Comparison with Other Algorithms:​

  1. Advantages:

    • Optimal solution guaranteed
    • Handles non-contiguous matches
    • Versatile applications
  2. Trade-offs:

    • Memory requirements
    • Computational complexity
    • Backtracking overhead

Performance Characteristics:​

  1. Best Case:

    • O(mn) operations
    • Full table required
    • Complete solution
  2. Average Case:

    • O(mn) operations
    • Consistent performance
    • Predictable behavior
  3. Worst Case:

    • O(mn) operations
    • Space complexity trade-offs
    • Backtracking considerations

Summary:​

The Longest Common Subsequence Algorithm represents a fundamental solution in sequence analysis and comparison. Its dynamic programming approach efficiently solves the problem of finding the longest shared subsequence between two sequences, with applications ranging from bioinformatics to text processing.

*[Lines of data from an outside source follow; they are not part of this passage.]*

use axum::http::StatusCode;

#[derive(Debug, thiserror::Error)]
pub enum AppError {
    #[error("Failed to fetch URL: {0}")]
    FetchError(String),

    #[error("No readable paragraph text found at the provided URL: {0}")]
    NoContentError(String),

    #[error("Invalid input: {0}")]
    InputError(String),

    #[error("Failed to authenticate with Gemini. Please check your API key and permissions. ({0})")]
    AuthError(String),

    #[error("Model endpoint error: {0}")]
    RemoteError(String),

    #[error("Agent chat finished, but failed to extract a usable summary: {0}")]
    ExtractionError(String),

    #[error("Internal type error in the conversation layer: {0}")]
    TokenAccountingError(String),

    #[error("Configuration error: {0}")]
    ConfigError(String),
}

impl AppError {
    pub fn status_code(&self) -> StatusCode {
        match self {
            AppError::FetchError(_) => StatusCode::BAD_REQUEST,
            AppError::NoContentError(_) => StatusCode::UNPROCESSABLE_ENTITY,
            AppError::InputError(_) => StatusCode::BAD_REQUEST,
            AppError::AuthError(_) => StatusCode::INTERNAL_SERVER_ERROR,
            AppError::RemoteError(_) => StatusCode::BAD_GATEWAY,
            AppError::ExtractionError(_) => StatusCode::INTERNAL_SERVER_ERROR,
            AppError::TokenAccountingError(_) => StatusCode::INTERNAL_SERVER_ERROR,
            AppError::ConfigError(_) => StatusCode::INTERNAL_SERVER_ERROR,
        }
    }
}

impl From<reqwest::Error> for AppError {
    fn from(err: reqwest::Error) -> Self {
        AppError::FetchError(err.to_string())
    }
}

impl From<std::env::VarError> for AppError {
    fn from(err: std::env::VarError) -> Self {
        AppError::ConfigError(err.to_string())
    }
}

pub type Result<T> = std::result::Result<T, AppError>;
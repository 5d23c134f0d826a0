use serde::Serialize;
use axum::Json;
use axum::http::StatusCode;
use chrono::Utc;

use crate::error::AppError;

#[derive(Serialize)]
pub struct ApiResponse<T> {
    pub data: Option<T>,
    pub meta: ResponseMeta,
}

#[derive(Serialize)]
pub struct ResponseMeta {
    pub status: String,
    pub status_code: u16,
    pub timestamp: String,
    pub message: Option<String>,
}

pub fn success<T: Serialize>(data: T) -> (StatusCode, Json<ApiResponse<T>>) {
    let meta = ResponseMeta {
        status: "success".to_string(),
        status_code: StatusCode::OK.as_u16(),
        timestamp: Utc::now().to_rfc3339(),
        message: None,
    };

    (
        StatusCode::OK,
        Json(ApiResponse {
            data: Some(data),
            meta,
        }),
    )
}

pub fn error<T>(err: &AppError) -> (StatusCode, Json<ApiResponse<T>>) {
    let status = err.status_code();
    let meta = ResponseMeta {
        status: "error".to_string(),
        status_code: status.as_u16(),
        timestamp: Utc::now().to_rfc3339(),
        message: Some(err.to_string()),
    };

    (
        status,
        Json(ApiResponse {
            data: None,
            meta,
        }),
    )
}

The algorithm's strength lies in its ability to handle non-contiguous matches while maintaining optimal solution guarantees. The implementation provides multiple approaches, from basic dynamic programming to space-optimized versions and variants that can find all possible solutions.

The practical applications of LCS extend beyond simple sequence matching to areas such as version control systems, DNA sequence analysis, and plagiarism detection. Its versatility and reliability make it a crucial tool in various fields where sequence comparison and analysis are essential.

The ability to handle different requirements through various implementation options (basic, space-optimized, all-solutions) makes it adaptable to different use cases while maintaining its fundamental efficiency in finding the longest common subsequence between strings.